Sometimes, You Just Can't Keep it in: The Origin of the Halloweenie Roast


Hello again, loyal readers. I thought this was an accurate portrayal of how one feels after Halloween is through. October was a crazy month for this guy. I hit up Disneyland with my lady (and her family, who was kind enough to take me along), spelunked into the dark depths of Vegoose (see previous post, if you dare), and had a shit load of homework to do.
So, because it's tradition and all, the 4th Annual Halloweenie Roast will be taking place next week at my house. I'll post a list of movies on the menu in a few days (I still don't have my snobby choices finalized), but for now, let me explain the origins of this unholy rite.
It all started four years ago in the cursed realm of Makeevka, Ukraine. I had about two months before I headed home, so I wanted to leave a legacy of sorts. I got the awesome idea to get my English class as well as the LDS youth around to go out into the woods with me and the other missionaries so we could scare the crap out of them. On the outskirts of said woods, we found a ruined church that was downright horrifying. There were paintings of Bible stories right up on the walls, but all of the characters had their eyes scratched out. The roof was caved in, and the floor was covered in rubble and assorted debris. It had obviously been the scene of many drug deals and voodoo rituals (the photograph carefully placed into a pile of poo gave me this impression).
We had about a week to get it all ready, but we owned it. I'm talkin' robot costumes made out of boxes and tinfoil, old gas masks, and whatever other junk we could find. Once Halloween rolled around we were ready to rock. As soon the other missionaries were in place, we escorted a large group of Ukrainian folks out into our nightmare (think AF's Haunted Forest, but worse).

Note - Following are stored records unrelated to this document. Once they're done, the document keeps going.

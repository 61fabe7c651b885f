// Anonymous access, no credentials attached

use async_trait::async_trait;
use chrono::{Duration, Utc};
use serde::{Deserialize, Serialize};
use std::path::Path;

use super::credentials;
use super::types::{cache_key, AuthScheme, AuthToken};
use super::{AuthContext, CredentialStrategy, StrategyKind};
use crate::error::Result;

#[derive(Debug, Clone, Default, PartialEq, Serialize, Deserialize)]
#[serde(default, rename_all = "camelCase")]
pub struct AnonymousConfig {
    pub site_url: String,
}

pub struct AnonymousStrategy {
    ctx: AuthContext,
    config: AnonymousConfig,
}

impl AnonymousStrategy {
    pub fn new(ctx: AuthContext) -> Self {
        Self {
            ctx,
            config: AnonymousConfig::default(),
        }
    }

    pub fn with_config(ctx: AuthContext, config: AnonymousConfig) -> Self {
        Self { ctx, config }
    }
}

#[async_trait]
impl CredentialStrategy for AnonymousStrategy {
    fn kind(&self) -> StrategyKind {
        StrategyKind::Anonymous
    }

    fn site_url(&self) -> &str {
        &self.config.site_url
    }

    fn context(&self) -> &AuthContext {
        &self.ctx
    }

    fn set_master_key(&mut self, _key: &str) {}

    fn parse_config(&mut self, bytes: &[u8]) -> Result<()> {
        self.config = serde_json::from_slice(bytes)?;
        Ok(())
    }

    fn write_config(&self, path: &Path) -> Result<()> {
        credentials::write_config_file(path, self.kind(), &self.config)
    }

    fn cache_key(&self) -> Result<String> {
        let site = credentials::parse_site_url(&self.config.site_url)?;
        Ok(cache_key(&credentials::host_key(&site), self.strategy(), &[]))
    }

    fn scheme(&self) -> AuthScheme {
        AuthScheme::None
    }

    async fn get_auth(&self) -> Result<AuthToken> {
        Ok(AuthToken::new(String::new(), Utc::now() + Duration::hours(1)))
    }
}

#[cfg(test)]
mod tests {
    use super::*;
    use super::super::Transport;

    #[tokio::test]
    async fn test_set_auth_is_noop() {
        let dir = tempfile::tempdir().unwrap();
        let ctx = AuthContext::new(crate::config::AuthSettings::for_testing(dir.path().into())).unwrap();
        let mut strategy = AnonymousStrategy::new(ctx);
        strategy
            .parse_config(br#"{"strategy":"anonymous","siteUrl":"https://public.contoso.com"}"#)
            .unwrap();
        assert_eq!(strategy.site_url(), "https://public.contoso.com");

        let mut request = reqwest::Request::new(
            reqwest::Method::GET,
            "https://public.contoso.com/_api/web".parse().unwrap(),
        );
        let mut transport = Transport::Direct;
        strategy.set_auth(&mut request, &mut transport).await.unwrap();
        assert!(request.headers().is_empty());
        assert_eq!(transport, Transport::Direct);
        assert!(strategy.get_auth().await.unwrap().value.is_empty());
    }
}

When our group of victims was successfully led through the woods (there were some priceless moments. Those Ukrainians weren't used to regular spook alleys.) we broke out the hot dogs and had a cookout. Hence, the birth of the first annual Halloweenie Roast.
I've been keeping this tradition up since I've been back (but instead of going out in the woods, we watch a lot of horror movies while we eat our hot dogs), because when you mix horror movies and hot dogs, miracles can happen.